Description of the test
A barium enema is a test in which X-ray pictures are taken of the colon. It involves placing a white liquid called barium into the rectum and colon. Barium is a contrast material that helps to enhance X-ray pictures for clearer images. This test is done to visualize the anatomy of the colon and to diagnose conditions such as inflammatory bowel disease and colon cancer.
How often should the test be performed?
A barium enema may be part of a screening program for colon cancer, especially for people who cannot have a colonoscopy. Your doctor may also recommend a barium enema at any time to help determine the cause of symptoms (e.g., diarrhea, abdominal pain) you are experiencing.
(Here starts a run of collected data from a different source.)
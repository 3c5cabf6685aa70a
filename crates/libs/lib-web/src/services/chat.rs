//! # Chat Service
//!
//! Relays one user message to that user's conversation.
//!
//! ```text
//! ask handler → ChatService → SessionRegistry → ChatSession (Gemini)
//! ```

use crate::sessions::SessionRegistry;
use lib_core::AppError;
use std::sync::Arc;
use tracing::{debug, instrument};

pub struct ChatService {
    sessions: Arc<SessionRegistry>,
}

impl ChatService {
    pub fn new(sessions: Arc<SessionRegistry>) -> Self {
        Self { sessions }
    }

    /// Send `query` on behalf of `user_id` and return the model's reply.
    ///
    /// # Errors
    ///
    /// - `AppError::RateLimited` when the model's quota is exhausted
    /// - `AppError::Api` when the model rejects the call or cannot be reached
    /// - `AppError::Internal` for replies that cannot be used
    ///
    /// Nothing is retried. Failures are logged once, when the `AppError` is
    /// rendered.
    #[instrument(skip(self, query), fields(query_len = query.len()))]
    pub async fn ask(&self, user_id: &str, query: &str) -> Result<String, AppError> {
        let session = self.sessions.get_or_create(user_id).await;

        let reply = session.send_message(query).await?;
        debug!(reply_len = reply.len(), "Model replied");
        Ok(reply)
    }
}
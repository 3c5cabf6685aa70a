//! # Liveness Handlers
//!
//! - `GET /ping` - unconditional liveness, used as the keep-alive target
//! - `GET /health` - liveness plus session count and keep-alive counters
//!
//! Neither endpoint contacts the generative model.

use crate::keepalive::KeepAliveStats;
use crate::sessions::SessionRegistry;
use axum::extract::State;
use axum::Json;
use lib_core::dto::{HealthResponse, PingResponse};
use std::sync::Arc;

/// **Route**: `GET /ping`
pub async fn ping() -> Json<PingResponse> {
    Json(PingResponse::alive())
}

/// **Route**: `GET /health`
pub async fn health(
    State(sessions): State<Arc<SessionRegistry>>,
    State(keepalive): State<Arc<KeepAliveStats>>,
) -> Json<HealthResponse> {
    Json(HealthResponse {
        status: "ok".to_string(),
        model: sessions.model_name().to_string(),
        sessions: sessions.len().await,
        keepalive: keepalive.report(),
    })
}
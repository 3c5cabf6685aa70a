//! # Middleware
//!
//! - **[`mw_req_stamp`]**: request id stamping
//! - **[`mw_logging`]**: request/response logging

// region: --- Modules
pub mod mw_req_stamp;
pub mod mw_logging;
// endregion: --- Modules

// region: --- Re-exports
pub use mw_req_stamp::{stamp_req, RequestStamp, REQUEST_ID_HEADER};
pub use mw_logging::log_requests;
// endregion: --- Re-exports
Why is this test performed?
Barium enemas are used to diagnose colon and rectal cancers as well as inflammatory diseases. They are used to detect polyps (benign growths on the lining of the colon or rectum), diverticula (out-pouchings of the colon), and structural changes of the colon.
If you experience a change in your bowel habits, your doctor may order a barium enema to help evaluate your symptoms. For example, a barium enema may be necessary to explain symptoms such as diarrhea, blood in the stool, or abdominal pain.
Are there any risks and precautions?
The barium enema does involve some radiation exposure. Exposure to radiation is minimized by standardizing the techniques used by the radiologist and radiation technologist.
Notify the radiology staff and your doctor ordering the test if you are allergic to barium or latex, have recently had a barium swallow procedure, or are or may be pregnant. Radiation exposure may be harmful to the fetus.
Occasionally, the barium can harden in the colon and cause severe constipation or obstruction. This is a rare complication and can be prevented by drinking extra fluids after the test and taking a laxative or enema if necessary. Rarely, barium granulomas (inflamed areas of the colon) can form.
Very rarely, the colon may be perforated (torn) during a barium enema and the contents of the colon may spill into the intestinal cavity. This complication can be treated with surgery and antibiotics.
If you have a perforation (tear) in the intestine, severe ulcerative colitis, or toxic megacolon (a life-threatening condition where the colon dilates or widens quickly), you should not have a barium enema.
What happens during the test?
You will be asked to change into hospital gown and to lie on an X-ray table.
An X-ray may be taken before barium is inserted to ensure that the colon and rectum are cleaned out enough. A well-lubricated rectal tube will be inserted into the rectum to administer the barium. Throughout the examination, you will be asked to tightly contract your anal muscles to ensure that the rectal tube stays in place and to prevent the barium from leaking. You may feel fullness, discomfort in your abdomen (cramping), and an urge to defecate while the barium is in place. This is normal. Take slow deep breaths to help ease the discomfort.
After the barium fills the colon, air may be slowly injected to inflate the colon. The radiologist then takes multiple images of the colon with a type of X-ray called fluoroscopy, which allows images to be immediately visible on a screen. You will be required to roll into several different positions (on your sides, your back, and your front) during the examination. A technologist will be available to help you if you have trouble moving around. The X-ray table may move around underneath you and may be tilted so that you are in an almost upright position. The radiologist or technologist will warn you before this happens. You will be closely monitored to make sure you do not fall from the table. The examination can take between 30 and 45 minutes, depending on what the doctor is looking for.
After the images have been taken, the rectal tube will be removed along with most of the barium and you will be able to expel the remaining barium from the bowel. Some additional pictures may be taken after expelling the barium.
How should I prepare for this test?
A clear liquid diet, laxatives, and possibly cleansing enemas are required to clear the colon, usually 1 to 3 days before the test. Drinking large amounts of water 12 hours before the test is encouraged, unless your health professional tells you otherwise. This preparation is important as any fecal material remaining inside the colon will interfere with the clarity of the images. Follow the instructions provided to you.
Tell your doctor or prescriber about all prescription, over-the-counter (non-prescription), and herbal medications that you are taking. Also tell them about any medication allergies and medical conditions that you may have. Ask your doctor or pharmacist whether you need to stop taking any of your medications before the test. Most medications can be taken as usual with a small amount of water, but check with your doctor first.
Arrange for someone to drive you home from the hospital or clinic.
What can I expect after the test?
Drink plenty of fluids after the test and in the following few days, to clear the barium from the colon and counteract the constipating effects of the barium. You may have light-coloured stools for up to 3 days after the test. You may also feel very tired after the test, so get plenty of rest.
The radiologist will look at the X-rays and will send a report to your doctor. Your doctor can then share the results with you. Test results are usually available after a few days.